I absolutely loved this book. I am a horse person, and have no idea how significant that fact is to my enjoyment; but certainly I liked the book more than most books about horses, because this gal knew her stuff, where so many authors don't. But it was also a quietly unfolding and totally believable picture of a particular time and place and the people in it.
While I agree with an earlier reviewer that sometimes the author tells rather than shows, I personally was happy with that. I didn't need to be shown every encounter between people; sometimes being told they happened is sufficient. There were in fact plenty of opportunities to be shown things, about countryside, people, horses, and the time.
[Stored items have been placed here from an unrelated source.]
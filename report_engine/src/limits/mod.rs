//! Limit resolution
//!
//! Resolves `{scale, unit, bounds, metadata, test number}` for each output
//! parameter from three sources in priority order: limit rows embedded in
//! the table, the external limit table, and an empty fallback. A record is
//! materialized once per unique parameter name per dataset and reused for
//! every later occurrence.

pub mod registry;
pub mod table;
pub mod unit;

pub use registry::TestNumberRegistry;
pub use table::{LimitEntry, LimitTable};
pub use unit::{get_unit_scale, scale_value, trim_number, UnitError};

use crate::classify::HeaderVectors;
use crate::log_warning;
use crate::logging::codes;
use std::collections::BTreeMap;

// ============================================================================
// LIMIT RECORD
// ============================================================================

/// Resolved limit data for one output parameter. `scale` is the
/// intermediate normalization exponent; bounds are already scaled by it and
/// the emitted limit payload always carries scale 0 since the consuming
/// tool rescales on its own.
#[derive(Debug, Clone, Default, PartialEq, Eq)]
pub struct LimitRecord {
    pub scale: i32,
    pub unit: String,
    pub lower_limit: String,
    pub upper_limit: String,
    pub req_id: String,
    pub description: String,
    pub typical: String,
    pub test_number: String,
}

/// Which of the three sources produced a record, kept for diagnostics
#[derive(Debug, Clone, Copy, PartialEq, Eq)]
pub enum LimitSource {
    RowEmbedded,
    ExternalTable,
    Fallback,
}

/// Outcome of one resolution call
#[derive(Debug, Clone)]
pub struct Resolution {
    pub record: LimitRecord,
    pub source: LimitSource,
    /// True the first time this parameter name is seen in the dataset; the
    /// caller pushes a limit object exactly once, on first sight
    pub first_seen: bool,
}

// ============================================================================
// RESOLVER
// ============================================================================

/// Per-dataset limit resolver. Owns the test number registry and the
/// record cache; reset along with them at each dataset boundary.
pub struct LimitResolver<'a> {
    dataset_id: String,
    limit_table: &'a LimitTable,
    registry: TestNumberRegistry,
    cache: BTreeMap<String, (LimitRecord, LimitSource)>,
    no_limit_match: Vec<String>,
}

impl<'a> LimitResolver<'a> {
    pub fn new(dataset_id: &str, limit_table: &'a LimitTable) -> Self {
        Self {
            dataset_id: dataset_id.to_string(),
            limit_table,
            registry: TestNumberRegistry::new(),
            cache: BTreeMap::new(),
            no_limit_match: Vec::new(),
        }
    }

    /// Resolve the limit record for a validated parameter name found at
    /// `col`. Later occurrences of the same name return the cached record.
    pub fn resolve(
        &mut self,
        parameter: &str,
        col: usize,
        headers: &HeaderVectors,
    ) -> Result<Resolution, UnitError> {
        if let Some((record, source)) = self.cache.get(parameter) {
            return Ok(Resolution {
                record: record.clone(),
                source: *source,
                first_seen: false,
            });
        }

        let (record, source) = if self.has_row_limits(col, headers) {
            (self.from_row(parameter, col, headers)?, LimitSource::RowEmbedded)
        } else if let Some(entry) = self.limit_table.get(parameter) {
            let entry = entry.clone();
            (self.from_table(parameter, &entry)?, LimitSource::ExternalTable)
        } else {
            (self.fallback(parameter, col, headers)?, LimitSource::Fallback)
        };

        self.cache
            .insert(parameter.to_string(), (record.clone(), source));
        Ok(Resolution {
            record,
            source,
            first_seen: true,
        })
    }

    /// Cached record for a parameter already resolved in this dataset
    pub fn resolved(&self, parameter: &str) -> Option<&LimitRecord> {
        self.cache.get(parameter).map(|(record, _)| record)
    }

    /// Parameter names that fell through to the empty fallback
    pub fn no_limit_parameters(&self) -> &[String] {
        &self.no_limit_match
    }

    fn has_row_limits(&self, col: usize, headers: &HeaderVectors) -> bool {
        if !headers.has_limit_rows() {
            return false;
        }
        let lsl = headers.lsl_at(col);
        let usl = headers.usl_at(col);
        !lsl.is_empty() && !usl.is_empty() && !lsl.starts_with("NaN") && !usl.starts_with("NaN")
    }

    fn from_row(
        &mut self,
        parameter: &str,
        col: usize,
        headers: &HeaderVectors,
    ) -> Result<LimitRecord, UnitError> {
        let (scale, unit) = get_unit_scale(headers.unit_at(col))?;
        Ok(LimitRecord {
            scale,
            unit,
            lower_limit: scale_value(scale, headers.lsl_at(col)),
            upper_limit: scale_value(scale, headers.usl_at(col)),
            req_id: String::new(),
            description: String::new(),
            typical: String::new(),
            test_number: self.registry.assign(parameter).to_string(),
        })
    }

    fn from_table(
        &mut self,
        parameter: &str,
        entry: &LimitEntry,
    ) -> Result<LimitRecord, UnitError> {
        let (scale, unit) = get_unit_scale(&entry.unit)?;
        // seed the registry so auto-allocation never collides with a
        // table-sourced number
        let test_number = match entry.test_nr.parse::<u32>() {
            Ok(number) => {
                self.registry.seed(parameter, number);
                entry.test_nr.clone()
            }
            Err(_) => self.registry.assign(parameter).to_string(),
        };
        Ok(LimitRecord {
            scale,
            unit,
            lower_limit: scale_value(scale, &entry.lsl),
            upper_limit: scale_value(scale, &entry.usl),
            req_id: entry.req_id.clone(),
            description: entry.description.clone(),
            typical: entry.typical.clone(),
            test_number,
        })
    }

    fn fallback(
        &mut self,
        parameter: &str,
        col: usize,
        headers: &HeaderVectors,
    ) -> Result<LimitRecord, UnitError> {
        let (_, unit) = get_unit_scale(headers.unit_at(col))?;
        self.no_limit_match.push(parameter.to_string());
        log_warning!(codes::limits::NO_LIMIT_MATCH, "No limit source for parameter",
            "dataset" => self.dataset_id,
            "parameter" => parameter
        );
        Ok(LimitRecord {
            scale: 0,
            unit,
            lower_limit: String::new(),
            upper_limit: String::new(),
            req_id: String::new(),
            description: String::new(),
            typical: String::new(),
            test_number: self.registry.assign(parameter).to_string(),
        })
    }
}

// ============================================================================
// TESTS
// ============================================================================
The author used an interesting convention that bothered me the first time but I enjoyed more and more as time went along. Once in a while, and not often, the omniscient narrator appeared to compare the time being written about with times to come. For example, she refers to the advent of electric power, noting that power would not come to this valley until after the next war. After the first occasion, this was not intrusive, but gave a perspective to the piece whenever it was employed.
The one factual criticism I might make I will also entirely forgive, but must make note of: it is extremely unlikely that even a young woman such as Martha would so successfully use the horse training methods described. This is a very recent improvement in horsemanship, which developed near to the area Ms Gloss describes, but not for another generation. Still, the author has got it right, and it's not impossible that someone - perhaps even particularly most likely a woman - would have developed the thinking prior to the Dorrance brothers - and in any case, I enjoyed reading of her efforts from the perspective of a would-be follower of that approach today, the so-called natural horsemanship.
Martha is a very appealing, believable character that I found it very easy to relate to personally, and the scene in which she is living is also appealing and believable. A wonderful book.